Great question. In short, make them relevant, make them interesting, make them clear. Hint: they will be interesting and powerful, so they don't need to be overdressed or overly complicated, but they do need to be understandable to someone in your target industry. Are you applying to go back to a police force as something very specific? If so, of course it makes sense to explain your skill set as a firearms instructor/AFO etc - if that's the role. If you're applying to be a project manager at a financial services company, AFO or L1 driver aren't transferable skills as (last time I checked) banks don't do pursuits or hard stops...

Think deeper.What actually makes you good at your role? Take away the subject matter - what do you actually do? Why are you successful at it where others wouldn't be?
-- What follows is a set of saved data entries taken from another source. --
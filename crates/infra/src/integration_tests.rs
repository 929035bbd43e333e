//! Integration tests for the full engine pipeline.
//!
//! Tests: Operation → LedgerBatch → EngineStore::commit → EventBus → RestockTrigger
//!
//! Verifies:
//! - Concurrent reservations never oversell
//! - Multi-line orders reserve all lines or none
//! - Lifecycle calls are idempotent
//! - Restock requests are deduplicated
//! - The audit trail replays to the live counters

#[cfg(test)]
mod tests {
    use std::sync::Arc;
    use std::thread;
    use std::time::{Duration, Instant};

    use stockflow_core::{AggregateId, CustomerId};
    use stockflow_events::{Event, EventBus, InMemoryEventBus};
    use stockflow_inventory::{ProductId, StockLevel, TransactionKind};
    use stockflow_sales::{LineItem, OrderStatus};

    use crate::config::EngineConfig;
    use crate::engine::InventoryEngine;
    use crate::error::{EngineError, LineShortfall};
    use crate::notifications::EngineEvent;
    use crate::store::InMemoryEngineStore;

    type Bus = Arc<InMemoryEventBus<EngineEvent>>;
    type Engine = InventoryEngine<Arc<InMemoryEngineStore>, Bus>;

    fn test_product_id() -> ProductId {
        ProductId::new(AggregateId::new())
    }

    fn setup(config: EngineConfig) -> Arc<Engine> {
        let config = config
            .with_max_commit_attempts(10_000)
            .with_retry_backoff(Duration::ZERO);
        Arc::new(InventoryEngine::new(
            Arc::new(InMemoryEngineStore::new()),
            Arc::new(InMemoryEventBus::new()),
            config,
        ))
    }

    fn level(engine: &Engine, product_id: ProductId) -> StockLevel {
        engine.stock(product_id).unwrap().level()
    }

    #[test]
    fn concurrent_orders_never_oversell() {
        let engine = setup(EngineConfig::default().with_inline_restock(false));
        let p = test_product_id();
        engine.register_product(p, 50, 0).unwrap();

        let handles: Vec<_> = (0..16)
            .map(|_| {
                let engine = engine.clone();
                thread::spawn(move || {
                    (0..10)
                        .filter(|_| {
                            engine
                                .place_order(CustomerId::new(), vec![LineItem::new(p, 1, 100)])
                                .is_ok()
                        })
                        .count()
                })
            })
            .collect();
        let placed: usize = handles.into_iter().map(|h| h.join().unwrap()).sum();

        assert_eq!(placed, 50);
        assert_eq!(level(&engine, p), StockLevel { total: 50, reserved: 50 });
        assert!(engine.reconcile(p).unwrap().is_consistent());
    }

    #[test]
    fn racing_orders_for_last_units_succeed_exactly_once() {
        let engine = setup(EngineConfig::default().with_inline_restock(false));
        let p = test_product_id();
        engine.register_product(p, 8, 0).unwrap();

        let handles: Vec<_> = (0..2)
            .map(|_| {
                let engine = engine.clone();
                thread::spawn(move || {
                    engine.place_order(CustomerId::new(), vec![LineItem::new(p, 8, 1)])
                })
            })
            .collect();
        let results: Vec<_> = handles.into_iter().map(|h| h.join().unwrap()).collect();

        assert_eq!(results.iter().filter(|r| r.is_ok()).count(), 1);
        let failure = results.into_iter().find_map(Result::err).unwrap();
        assert_eq!(
            failure,
            EngineError::InsufficientStock {
                shortfalls: vec![LineShortfall {
                    product_id: p,
                    requested: 8,
                    available: 0
                }]
            }
        );
        assert_eq!(level(&engine, p), StockLevel { total: 8, reserved: 8 });
    }

    #[test]
    fn multi_line_order_is_all_or_nothing() {
        let engine = setup(EngineConfig::default());
        let a = test_product_id();
        let b = test_product_id();
        let c = test_product_id();
        engine.register_product(a, 10, 0).unwrap();
        engine.register_product(b, 10, 0).unwrap();
        engine.register_product(c, 2, 0).unwrap();

        let err = engine
            .place_order(
                CustomerId::new(),
                vec![
                    LineItem::new(a, 5, 1),
                    LineItem::new(b, 5, 1),
                    LineItem::new(c, 3, 1),
                ],
            )
            .unwrap_err();

        assert!(matches!(err, EngineError::InsufficientStock { .. }));
        for p in [a, b, c] {
            assert_eq!(level(&engine, p).reserved, 0);
            // Only the registration entry.
            assert_eq!(engine.history(p).unwrap().len(), 1);
        }
    }

    #[test]
    fn repeated_dispatch_changes_counters_once() {
        let engine = setup(EngineConfig::default());
        let p = test_product_id();
        engine.register_product(p, 10, 0).unwrap();
        let order = engine
            .place_order(CustomerId::new(), vec![LineItem::new(p, 4, 1)])
            .unwrap();

        let first = engine.dispatch_order(order.id_typed()).unwrap();
        let second = engine.dispatch_order(order.id_typed()).unwrap();

        assert!(first.is_applied());
        assert!(!second.is_applied());
        assert_eq!(second.order().status(), OrderStatus::Dispatched);
        assert_eq!(level(&engine, p), StockLevel { total: 6, reserved: 0 });

        let dispatches = engine
            .history(p)
            .unwrap()
            .into_iter()
            .filter(|tx| tx.kind == TransactionKind::Dispatch)
            .count();
        assert_eq!(dispatches, 1);
    }

    #[test]
    fn concurrent_low_stock_opens_one_request() {
        let engine = setup(EngineConfig::default());
        let p = test_product_id();
        engine.register_product(p, 100, 60).unwrap();

        let handles: Vec<_> = (0..8)
            .map(|_| {
                let engine = engine.clone();
                thread::spawn(move || {
                    for _ in 0..5 {
                        engine
                            .place_order(CustomerId::new(), vec![LineItem::new(p, 1, 1)])
                            .unwrap();
                    }
                })
            })
            .collect();
        for h in handles {
            h.join().unwrap();
        }

        // available = 60, right at the threshold; one more pushes it below.
        assert_eq!(engine.open_restock_request(p).unwrap(), None);
        engine
            .place_order(CustomerId::new(), vec![LineItem::new(p, 20, 1)])
            .unwrap();

        let handles: Vec<_> = (0..100)
            .map(|_| {
                let engine = engine.clone();
                thread::spawn(move || engine.evaluate_restock(p).unwrap().is_new_request())
            })
            .collect();
        let opened = handles
            .into_iter()
            .map(|h| h.join().unwrap())
            .filter(|opened| *opened)
            .count();

        // The inline evaluation after the last order opened it.
        assert_eq!(opened, 0);
        let request = engine.open_restock_request(p).unwrap().unwrap();
        // max(60 * 2 - 100, 1)
        assert_eq!(request.requested_quantity(), 20);
    }

    #[test]
    fn low_stock_walkthrough() {
        let engine = setup(EngineConfig::default());
        let sub = engine.bus().subscribe();
        let p = test_product_id();
        engine.register_product(p, 10, 3).unwrap();

        let order = engine
            .place_order(CustomerId::new(), vec![LineItem::new(p, 8, 250)])
            .unwrap();
        assert_eq!(order.status(), OrderStatus::Reserved);
        assert_eq!(level(&engine, p), StockLevel { total: 10, reserved: 8 });

        let request = engine.open_restock_request(p).unwrap().unwrap();
        assert_eq!(request.requested_quantity(), 1);

        engine.dispatch_order(order.id_typed()).unwrap();
        assert_eq!(level(&engine, p), StockLevel { total: 2, reserved: 0 });

        let err = engine.cancel_order(order.id_typed()).unwrap_err();
        assert!(matches!(err, EngineError::InvalidTransition { .. }));

        let err = engine
            .place_order(CustomerId::new(), vec![LineItem::new(p, 5, 250)])
            .unwrap_err();
        assert_eq!(
            err,
            EngineError::InsufficientStock {
                shortfalls: vec![LineShortfall {
                    product_id: p,
                    requested: 5,
                    available: 2
                }]
            }
        );
        assert_eq!(level(&engine, p), StockLevel { total: 2, reserved: 0 });

        // Still a single open request after every re-evaluation.
        assert_eq!(
            engine.open_restock_request(p).unwrap().map(|r| r.id_typed()),
            Some(request.id_typed())
        );

        let events: Vec<&'static str> = sub.drain().iter().map(|e| e.event_type()).collect();
        assert_eq!(
            events
                .iter()
                .filter(|t| **t == "purchasing.restock.requested")
                .count(),
            1
        );
        assert!(events.contains(&"sales.order.reserved"));
        assert!(events.contains(&"sales.order.dispatched"));
        assert!(!events.contains(&"sales.order.cancelled"));

        let reconciliation = engine.reconcile(p).unwrap();
        assert!(reconciliation.is_consistent(), "{reconciliation:?}");
    }

    #[test]
    fn restock_worker_reacts_to_stock_changes() {
        let engine = setup(EngineConfig::default().with_inline_restock(false));
        let worker = engine.spawn_restock_worker();
        let p = test_product_id();
        engine.register_product(p, 10, 5).unwrap();

        engine
            .place_order(CustomerId::new(), vec![LineItem::new(p, 7, 1)])
            .unwrap();

        let deadline = Instant::now() + Duration::from_secs(5);
        let mut request = None;
        while request.is_none() && Instant::now() < deadline {
            request = engine.open_restock_request(p).unwrap();
            thread::sleep(Duration::from_millis(10));
        }
        worker.shutdown();

        let request = request.expect("restock worker did not open a request");
        // max(5 * 2 - 10, 1)
        assert_eq!(request.requested_quantity(), 1);
        assert_eq!(request.current_stock_at_creation(), 3);
    }

    #[test]
    fn returned_goods_are_back_in_stock() {
        let engine = setup(EngineConfig::default());
        let a = test_product_id();
        let b = test_product_id();
        engine.register_product(a, 5, 0).unwrap();
        engine.register_product(b, 5, 0).unwrap();

        let order = engine
            .place_order(
                CustomerId::new(),
                vec![LineItem::new(a, 2, 1), LineItem::new(b, 3, 1)],
            )
            .unwrap();
        let id = order.id_typed();
        engine.dispatch_order(id).unwrap();
        engine.deliver_order(id).unwrap();
        let returned = engine.return_order(id).unwrap();

        assert_eq!(returned.order().status(), OrderStatus::Returned);
        assert!(returned.order().returned_at().is_some());
        assert_eq!(level(&engine, a), StockLevel { total: 5, reserved: 0 });
        assert_eq!(level(&engine, b), StockLevel { total: 5, reserved: 0 });
        assert!(matches!(
            engine.cancel_order(id).unwrap_err(),
            EngineError::InvalidTransition { .. }
        ));
    }

    #[test]
    fn trail_reconciles_after_mixed_concurrent_traffic() {
        let engine = setup(EngineConfig::default());
        let products: Vec<ProductId> = (0..3).map(|_| test_product_id()).collect();
        for p in &products {
            engine.register_product(*p, 40, 5).unwrap();
        }

        let handles: Vec<_> = (0..6)
            .map(|worker| {
                let engine = engine.clone();
                let products = products.clone();
                thread::spawn(move || {
                    for i in 0..10 {
                        let p = products[(worker + i) % products.len()];
                        let q = products[(worker + i + 1) % products.len()];
                        let Ok(order) = engine.place_order(
                            CustomerId::new(),
                            vec![LineItem::new(p, 1, 1), LineItem::new(q, 2, 1)],
                        ) else {
                            continue;
                        };
                        let _ = match i % 3 {
                            0 => engine.cancel_order(order.id_typed()),
                            _ => engine.dispatch_order(order.id_typed()),
                        };
                    }
                })
            })
            .collect();
        for h in handles {
            h.join().unwrap();
        }

        let all = engine.reconcile_all().unwrap();
        assert_eq!(all.len(), 3);
        for r in all {
            assert!(r.is_consistent(), "{r:?}");
            assert!(r.recorded.is_consistent());
        }
    }

    #[test]
    fn deactivated_product_blocks_new_orders_only() {
        let engine = setup(EngineConfig::default());
        let p = test_product_id();
        engine.register_product(p, 10, 0).unwrap();
        let order = engine
            .place_order(CustomerId::new(), vec![LineItem::new(p, 3, 1)])
            .unwrap();

        engine.deactivate_product(p).unwrap();
        assert_eq!(
            engine
                .place_order(CustomerId::new(), vec![LineItem::new(p, 1, 1)])
                .unwrap_err(),
            EngineError::ProductInactive(p)
        );

        engine.dispatch_order(order.id_typed()).unwrap();
        assert_eq!(level(&engine, p), StockLevel { total: 7, reserved: 0 });

        engine.reactivate_product(p).unwrap();
        engine
            .place_order(CustomerId::new(), vec![LineItem::new(p, 1, 1)])
            .unwrap();
    }
}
Research the language used in your target sector. Yes, "Account Management" might sound odd, but what if I told you it's about being a reliable link between two parties, identifying opportunities to perform better and solving problems as they come up... sound like something you could do?

Here's two real-life examples from my clients. Firstly, police dog handler to regional sales manager for a household name company. We identified that the one thing that was critical to both roles was the ability to talk to people - influence, negotiate, build rapport. People buy from people. We also evidenced the ability to think fast under pressure, make autonomous decisions, solve problems, go the extra mile to get the job done. When it came to the final interviews, the company hired this person because they wanted his people skills. They could teach the specifics of their industry - but sometimes personal attributes are unteachable.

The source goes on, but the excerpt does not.